Le récit d’un mythe littéraire
Ce roman de Laurent Gaudé est un conte mythique, intemporel, qui propulse la tragédie grecque dans un cadre africain. Dans une culture
où l’oralité prévaut, le mythe s’insère parfaitement au cadre choisi. De ce fait, il nous entraîne dans un monde devenu le miroir de l’Antiquité tout en adoptant une dimension un tant soit peu exotique. L’action dramatique se déroule dans une aire géographique, certes toujours un peu mystérieuse, mais se fond aisément dans notre inconscient mythique. De Gide à Le Clézio, en passant par Saint Exupéry ou Frison-Roche, le Sahara reste un environnement familier dans la littérature française.

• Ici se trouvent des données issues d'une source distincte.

//! Vector Store - 벡터 저장소 트레이트 및 유틸리티
//!
//! 문서 1개당 벡터 1개를 저장합니다. 구현체는 [`super::lance::LanceVectorStore`].

use anyhow::Result;
use async_trait::async_trait;

// ============================================================================
// Types
// ============================================================================

/// 벡터 엔트리 (저장용)
#[derive(Debug, Clone)]
pub struct VectorEntry {
    /// 원본 레코드 id
    pub record_id: i64,
    /// 문서 본문
    pub content: String,
    /// 임베딩 벡터
    pub embedding: Vec<f32>,
}

/// 검색 결과
#[derive(Debug, Clone)]
pub struct SearchResult {
    pub record_id: i64,
    pub content: String,
    /// 코사인 유사도 (-1.0 ~ 1.0)
    pub similarity: f32,
}

// ============================================================================
// VectorStore Trait
// ============================================================================

/// VectorStore 트레이트 (async)
///
/// 벡터 저장소의 공통 인터페이스입니다.
#[async_trait]
pub trait VectorStore: Send + Sync {
    /// 벡터 배치 삽입
    async fn insert_batch(&self, entries: &[VectorEntry]) -> Result<usize>;

    /// 코사인 거리 기준 상위 `limit`개 검색 (가까운 순)
    ///
    /// 테이블이 없으면 에러를 반환합니다.
    async fn search(&self, query_embedding: &[f32], limit: usize) -> Result<Vec<SearchResult>>;

    /// 벡터 개수 조회 (테이블이 없으면 0)
    async fn count(&self) -> Result<usize>;

    /// 모든 벡터 삭제
    async fn reset(&self) -> Result<()>;
}

// ============================================================================
// Utility Functions
// ============================================================================

/// 코사인 유사도 계산
///
/// 두 벡터 간의 코사인 유사도를 계산합니다.
/// 결과는 -1.0 ~ 1.0 범위입니다.
///
/// # Arguments
/// * `a` - 첫 번째 벡터
/// * `b` - 두 번째 벡터
///
/// # Returns
/// 코사인 유사도 (-1.0 ~ 1.0), 길이가 다르거나 영벡터면 0.0
///
/// LanceDB 거리 계산 결과를 검증하는 테스트용입니다.
#[cfg(test)]
pub(crate) fn cosine_similarity(a: &[f32], b: &[f32]) -> f32 {
    if a.len() != b.len() || a.is_empty() {
        return 0.0;
    }

    let dot_product: f32 = a.iter().zip(b.iter()).map(|(x, y)| x * y).sum();
    let norm_a: f32 = a.iter().map(|x| x * x).sum::<f32>().sqrt();
    let norm_b: f32 = b.iter().map(|x| x * x).sum::<f32>().sqrt();

    if norm_a == 0.0 || norm_b == 0.0 {
        return 0.0;
    }

    dot_product / (norm_a * norm_b)
}

// ============================================================================
// Tests
// ============================================================================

Cette histoire est une adaptation romancée d’une pièce écrite au départ par l’auteur. La dimension théâtrale apparaît en toile de fond, calquée sur la Grèce antique. L’atmosphère minimaliste rappelle un peu le théâtre de Brecht ou de Beckett. On y décèle aussi des thèmes shakespeariens appartenant à “MacBeth” ou “Hamlet”. La trame du récit se passe dans une Afrique dépouillée de toute fioriture puisqu’elle nous plonge aux confins du désert; sans doute dans un Sahel sans nom et sans époque définie, comme l’exige le récit du conte.
Ce qui est plus frappant ici, ce sont les éléments du mythe qui émergent des mots et des images, comme si le vent du désert avait soudain mis à nu des vérités dissimulées sous les pierres et sous les dunes. Les Djinns se substituent aux Furies.
Toute épopée mythique débute par un mythe fondateur. C’est bien ainsi que s’ouvre le récit. “Au tout début de sa vie, dans ces jours d’origine où la matière est encore indistincte, où tout n’est que chair, bruits sourds, pulsations, veines qui battent et souffle qui cherche son chemin, dans ces heures où la vie n’est pas encore sûre, où tout peut renoncer et s’éteindre, il y a ce cri, si lointain, si étrange que l’on pourrait croire que la montagne gémit, lassée de sa propre immobilité” (Babel, p.11). Le thème du cri apparaît. Il sera récurrent à l’instar de la célèbre toile d’Edvard Munch. On relève également deux autres images: le chemin et la montagne. Les fondations du mythe sont mises en place.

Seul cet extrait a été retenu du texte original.